[Collected data]
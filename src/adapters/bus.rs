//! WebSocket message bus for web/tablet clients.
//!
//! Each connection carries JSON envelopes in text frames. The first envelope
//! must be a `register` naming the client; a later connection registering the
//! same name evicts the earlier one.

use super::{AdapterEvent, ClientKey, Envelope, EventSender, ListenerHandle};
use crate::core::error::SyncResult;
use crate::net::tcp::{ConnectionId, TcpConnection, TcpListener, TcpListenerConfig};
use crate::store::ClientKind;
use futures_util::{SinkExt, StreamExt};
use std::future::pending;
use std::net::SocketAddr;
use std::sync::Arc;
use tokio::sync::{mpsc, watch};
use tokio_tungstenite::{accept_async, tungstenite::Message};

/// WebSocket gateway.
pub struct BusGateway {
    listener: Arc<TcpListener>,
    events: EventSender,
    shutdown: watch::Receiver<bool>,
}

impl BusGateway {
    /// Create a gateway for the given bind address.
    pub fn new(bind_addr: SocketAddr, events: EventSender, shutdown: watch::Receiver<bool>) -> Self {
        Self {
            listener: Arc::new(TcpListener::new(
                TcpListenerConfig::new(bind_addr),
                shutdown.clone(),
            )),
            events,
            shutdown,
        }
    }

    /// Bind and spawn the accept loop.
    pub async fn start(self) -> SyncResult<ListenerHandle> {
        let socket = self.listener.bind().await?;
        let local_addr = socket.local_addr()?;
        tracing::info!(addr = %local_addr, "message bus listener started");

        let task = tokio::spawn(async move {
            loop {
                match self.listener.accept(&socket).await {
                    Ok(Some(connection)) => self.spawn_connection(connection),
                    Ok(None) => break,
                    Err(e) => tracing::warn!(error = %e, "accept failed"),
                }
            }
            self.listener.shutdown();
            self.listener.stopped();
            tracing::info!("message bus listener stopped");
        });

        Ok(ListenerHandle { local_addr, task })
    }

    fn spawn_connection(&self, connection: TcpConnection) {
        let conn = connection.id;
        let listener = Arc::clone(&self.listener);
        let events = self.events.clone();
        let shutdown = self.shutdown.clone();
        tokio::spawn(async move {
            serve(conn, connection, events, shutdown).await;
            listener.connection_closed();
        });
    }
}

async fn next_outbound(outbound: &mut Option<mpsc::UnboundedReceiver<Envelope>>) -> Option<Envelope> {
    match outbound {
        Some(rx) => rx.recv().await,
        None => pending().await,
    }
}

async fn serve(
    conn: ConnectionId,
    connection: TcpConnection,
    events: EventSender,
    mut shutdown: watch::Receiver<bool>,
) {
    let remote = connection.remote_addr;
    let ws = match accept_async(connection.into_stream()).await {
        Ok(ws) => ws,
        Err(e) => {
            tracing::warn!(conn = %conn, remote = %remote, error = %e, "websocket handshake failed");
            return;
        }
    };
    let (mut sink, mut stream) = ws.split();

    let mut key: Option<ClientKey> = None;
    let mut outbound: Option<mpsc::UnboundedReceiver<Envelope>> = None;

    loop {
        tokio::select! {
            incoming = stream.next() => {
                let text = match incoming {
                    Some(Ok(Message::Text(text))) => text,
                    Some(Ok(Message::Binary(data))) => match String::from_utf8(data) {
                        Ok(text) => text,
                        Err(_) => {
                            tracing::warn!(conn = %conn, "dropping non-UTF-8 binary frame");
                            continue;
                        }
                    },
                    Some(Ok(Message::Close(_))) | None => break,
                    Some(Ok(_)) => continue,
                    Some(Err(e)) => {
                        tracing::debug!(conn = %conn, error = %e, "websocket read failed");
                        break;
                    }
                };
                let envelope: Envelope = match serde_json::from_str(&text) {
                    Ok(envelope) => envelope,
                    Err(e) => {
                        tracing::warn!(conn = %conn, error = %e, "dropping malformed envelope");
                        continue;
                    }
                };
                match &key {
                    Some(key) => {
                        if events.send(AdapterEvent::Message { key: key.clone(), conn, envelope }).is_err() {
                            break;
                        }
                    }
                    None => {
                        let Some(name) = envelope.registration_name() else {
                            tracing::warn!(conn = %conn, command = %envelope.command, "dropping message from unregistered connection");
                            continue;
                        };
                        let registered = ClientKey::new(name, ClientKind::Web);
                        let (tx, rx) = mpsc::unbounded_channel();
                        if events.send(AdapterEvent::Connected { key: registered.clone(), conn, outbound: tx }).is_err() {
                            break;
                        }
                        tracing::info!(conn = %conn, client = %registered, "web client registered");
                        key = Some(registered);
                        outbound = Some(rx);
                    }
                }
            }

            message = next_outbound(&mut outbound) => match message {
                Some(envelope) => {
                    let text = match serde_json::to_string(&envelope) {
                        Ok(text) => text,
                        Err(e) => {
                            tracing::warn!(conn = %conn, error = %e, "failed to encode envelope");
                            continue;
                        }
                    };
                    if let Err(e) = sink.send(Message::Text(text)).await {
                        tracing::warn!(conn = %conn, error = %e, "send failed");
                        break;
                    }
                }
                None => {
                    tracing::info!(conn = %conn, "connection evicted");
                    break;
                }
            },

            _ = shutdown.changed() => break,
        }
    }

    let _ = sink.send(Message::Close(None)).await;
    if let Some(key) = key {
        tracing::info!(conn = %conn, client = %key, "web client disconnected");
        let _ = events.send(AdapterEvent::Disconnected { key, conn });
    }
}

» **AIM OF THE EXERCISE**:
Reproduce every line in the data that has the word "text" in it.

» **RESULT OF THE TASK**:
//! Each connection carries JSON envelopes in text frames. The first envelope
                let text = match incoming {
                    Some(Ok(Message::Text(text))) => text,
                        Ok(text) => text,
                let envelope: Envelope = match serde_json::from_str(&text) {
                    let text = match serde_json::to_string(&envelope) {
                        Ok(text) => text,
                    if let Err(e) = sink.send(Message::Text(text)).await {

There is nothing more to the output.